According to this study, diets that consist of various antioxidants containing foods such as vegetables, fruits, spices and cocoa powder may not affect the risk of dementia or stroke.
The study, which was supported by the Netherlands Organization for Scientific Research and the U.S National Institutes of Health, had 5,395 participants ages 55 and above. Participants showed no prior symptoms of having dementia. At the beginning of the study, participants were asked to fill out questionnaires concerning their food intake of 170 different foods over the past year. They were then followed for an average of 14 years.
Researchers divided participants into three groups: low, moderate and high levels of antioxidants in the diet. About 600 people developed dementia during the study and about 600 people had a stroke. But researchers found that people with high levels of antioxidants were no more or less likely to develop brain disease than people with low levels of antioxidants.
“It is possible that individual antioxidants, or the main foods that contribute those antioxidants – rather than the total antioxidant level in the diet – contribute to the lower risk of dementia and stroke found in earlier studies,” said Elizabeth E. Devore, the study’s co-author from Harvard Medical School in Boston and Erasmus Medical Center in Rotterdam, Netherlands, who examined the study of aging.
Antioxidants are substances that help protect the body from the effects of free radicals. Free radicals are molecules that can possibly increase the risk of developing heart disease, cancer and cell damage. Devore says that caffeine and tea, which consist of high levels of antioxidants such as flavonoids, contributed to 90 percent of the difference in antioxidant level in the recent study.

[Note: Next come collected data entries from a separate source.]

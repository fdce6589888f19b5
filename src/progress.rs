//! Progress accounting: the shared work-unit counter and document events.
//!
//! Two complementary surfaces:
//!
//! * [`ProgressState`] — a pair of atomics (`processed`, `total`) shared by
//!   every worker and polled by whoever draws the progress bar. Workers only
//!   ever call [`ProgressState::complete_unit`]; the poller only reads.
//!   `percent()` is clamped so an estimate that undershoots never reports
//!   more than 100 %.
//!
//! * [`ExtractionProgressCallback`] — coarse, document-level events (run
//!   start, document start/complete, run complete) pushed by the
//!   orchestrator. Inject it via
//!   [`crate::config::ExtractionConfigBuilder::progress_callback`].
//!
//! # Example
//!
//! ```rust
//! use edgequake_figex::ProgressState;
//!
//! let progress = ProgressState::new(4);
//! progress.complete_unit();
//! assert_eq!(progress.percent(), 25.0);
//! progress.finish();
//! assert!(progress.is_complete());
//! ```

use crate::pipeline::dispatch::Strategy;
use crate::output::DocumentOutcome;
use serde::{Deserialize, Serialize};
use std::path::Path;
use std::sync::atomic::{AtomicU64, Ordering};
use std::sync::Arc;

/// Shared completion counter for one run.
///
/// `total` is always ≥ 1 and `processed` never decreases within a run.
#[derive(Debug)]
pub struct ProgressState {
    total: AtomicU64,
    processed: AtomicU64,
}

/// A consistent-enough reading of [`ProgressState`] for display.
#[derive(Debug, Clone, Copy, PartialEq, Serialize, Deserialize)]
pub struct ProgressSnapshot {
    pub processed: u64,
    pub total: u64,
    pub percent: f64,
}

impl Default for ProgressState {
    fn default() -> Self {
        Self::new(1)
    }
}

impl ProgressState {
    /// New counter with the given estimated total (floored at 1).
    pub fn new(total: u64) -> Self {
        Self {
            total: AtomicU64::new(total.max(1)),
            processed: AtomicU64::new(0),
        }
    }

    /// Start a new run: zero the counter and install a fresh estimate.
    pub fn reset(&self, total: u64) {
        self.processed.store(0, Ordering::SeqCst);
        self.total.store(total.max(1), Ordering::SeqCst);
    }

    /// Record one finished work unit. Returns the new processed count.
    pub fn complete_unit(&self) -> u64 {
        self.processed.fetch_add(1, Ordering::SeqCst) + 1
    }

    pub fn processed(&self) -> u64 {
        self.processed.load(Ordering::SeqCst)
    }

    pub fn total(&self) -> u64 {
        self.total.load(Ordering::SeqCst)
    }

    /// `processed / total × 100`, clamped to `[0, 100]`.
    pub fn percent(&self) -> f64 {
        percent_of(self.processed(), self.total())
    }

    /// True once `processed ≥ total`.
    pub fn is_complete(&self) -> bool {
        self.processed() >= self.total()
    }

    /// Close the run: afterwards `processed == total`.
    ///
    /// The total is an estimate, so the run may emit fewer or more units than
    /// predicted. Fewer: `processed` is raised to `total`. More: `total` is
    /// raised to `processed`. Neither value ever decreases.
    pub fn finish(&self) {
        let done = self.processed().max(self.total());
        self.total.fetch_max(done, Ordering::SeqCst);
        self.processed.fetch_max(done, Ordering::SeqCst);
    }

    pub fn snapshot(&self) -> ProgressSnapshot {
        let processed = self.processed();
        let total = self.total();
        ProgressSnapshot {
            processed,
            total,
            percent: percent_of(processed, total),
        }
    }
}

fn percent_of(processed: u64, total: u64) -> f64 {
    let total = total.max(1);
    (processed as f64 / total as f64 * 100.0).clamp(0.0, 100.0)
}

/// Called by the orchestrator as it moves through the document list.
///
/// Implementations must be `Send + Sync`. All methods have default no-op
/// implementations so callers only override what they care about.
pub trait ExtractionProgressCallback: Send + Sync {
    /// Called once, after the work estimate is known.
    ///
    /// # Arguments
    /// * `documents`   — number of input documents
    /// * `total_units` — estimated work units for the progress bar
    fn on_run_start(&self, documents: usize, total_units: u64) {
        let _ = (documents, total_units);
    }

    /// Called when a document's strategy has been chosen.
    ///
    /// # Arguments
    /// * `index`    — 0-based position in the input list
    /// * `path`     — document path
    /// * `strategy` — the acquisition strategy that will run
    fn on_document_start(&self, index: usize, path: &Path, strategy: Strategy) {
        let _ = (index, path, strategy);
    }

    /// Called when every job of a document has finished.
    fn on_document_complete(&self, index: usize, outcome: &DocumentOutcome) {
        let _ = (index, outcome);
    }

    /// Called once after all documents have been attempted.
    ///
    /// # Arguments
    /// * `documents` — documents attempted
    /// * `figures`   — figure files written across the run
    fn on_run_complete(&self, documents: usize, figures: usize) {
        let _ = (documents, figures);
    }
}

/// A no-op implementation for callers that don't need progress events.
pub struct NoopProgressCallback;

impl ExtractionProgressCallback for NoopProgressCallback {}

/// Convenience alias matching the type stored in [`crate::config::ExtractionConfig`].
pub type ProgressCallback = Arc<dyn ExtractionProgressCallback>;

#[cfg(test)]
mod tests {
    use super::*;
    use std::sync::atomic::AtomicUsize;

    #[test]
    fn total_is_floored_at_one() {
        assert_eq!(ProgressState::new(0).total(), 1);
        let p = ProgressState::new(10);
        p.reset(0);
        assert_eq!(p.total(), 1);
    }

    #[test]
    fn percent_is_clamped() {
        let p = ProgressState::new(2);
        for _ in 0..5 {
            p.complete_unit();
        }
        assert_eq!(p.processed(), 5);
        assert_eq!(p.percent(), 100.0);
        assert!(p.is_complete());
    }

    #[test]
    fn reset_zeroes_processed() {
        let p = ProgressState::new(3);
        p.complete_unit();
        p.reset(7);
        assert_eq!(p.processed(), 0);
        assert_eq!(p.total(), 7);
        assert_eq!(p.percent(), 0.0);
    }

    #[test]
    fn finish_after_undershoot_raises_processed() {
        let p = ProgressState::new(10);
        p.complete_unit();
        p.complete_unit();
        p.finish();
        assert_eq!(p.processed(), 10);
        assert_eq!(p.total(), 10);
        assert_eq!(p.percent(), 100.0);
    }

    #[test]
    fn finish_after_overshoot_raises_total() {
        let p = ProgressState::new(2);
        for _ in 0..3 {
            p.complete_unit();
        }
        p.finish();
        assert_eq!(p.processed(), 3);
        assert_eq!(p.total(), 3);
    }

    #[test]
    fn concurrent_increments_are_not_lost() {
        let p = Arc::new(ProgressState::new(800));
        let handles: Vec<_> = (0..8)
            .map(|_| {
                let p = Arc::clone(&p);
                std::thread::spawn(move || {
                    for _ in 0..100 {
                        p.complete_unit();
                    }
                })
            })
            .collect();
        for h in handles {
            h.join().unwrap();
        }
        assert_eq!(p.processed(), 800);
        assert!(p.is_complete());
    }

    #[test]
    fn snapshot_matches_state() {
        let p = ProgressState::new(4);
        p.complete_unit();
        let s = p.snapshot();
        assert_eq!(s.processed, 1);
        assert_eq!(s.total, 4);
        assert_eq!(s.percent, 25.0);
    }

    struct CountingCallback {
        started: AtomicUsize,
        finished_docs: AtomicUsize,
    }

    impl ExtractionProgressCallback for CountingCallback {
        fn on_document_start(&self, _index: usize, _path: &Path, _strategy: Strategy) {
            self.started.fetch_add(1, Ordering::SeqCst);
        }

        fn on_run_complete(&self, documents: usize, _figures: usize) {
            self.finished_docs.store(documents, Ordering::SeqCst);
        }
    }

    #[test]
    fn noop_callback_does_not_panic() {
        let cb = NoopProgressCallback;
        cb.on_run_start(2, 12);
        cb.on_document_start(0, Path::new("a.pdf"), Strategy::ExtractEmbedded);
        cb.on_run_complete(2, 0);
    }

    #[test]
    fn arc_dyn_callback_receives_events() {
        let tracker = Arc::new(CountingCallback {
            started: AtomicUsize::new(0),
            finished_docs: AtomicUsize::new(0),
        });
        let cb: ProgressCallback = tracker.clone();
        cb.on_document_start(0, Path::new("a.pdf"), Strategy::RenderThenDetect);
        cb.on_document_start(1, Path::new("b.djvu"), Strategy::ExtractEmbeddedDjvu);
        cb.on_run_complete(2, 5);
        assert_eq!(tracker.started.load(Ordering::SeqCst), 2);
        assert_eq!(tracker.finished_docs.load(Ordering::SeqCst), 2);
    }
}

According to Devore, this study is interesting as it contradicts other studies that suggest antioxidants such as lycopene, beta-carotene, and vitamins C and E protect individuals from developing stroke or dementia. The Italian study that most closely contradicts Devore’s study discovered higher total antioxidants levels did relate to a lower risk of stroke.
“One issue could be that the Italian study had higher relative contributions of antioxidants in fruits and vegetables than coffee and tea. And to me, it was essentially important to explore this study looking into specific antioxidants in comparison to overall antioxidant rich foods,” Devore says.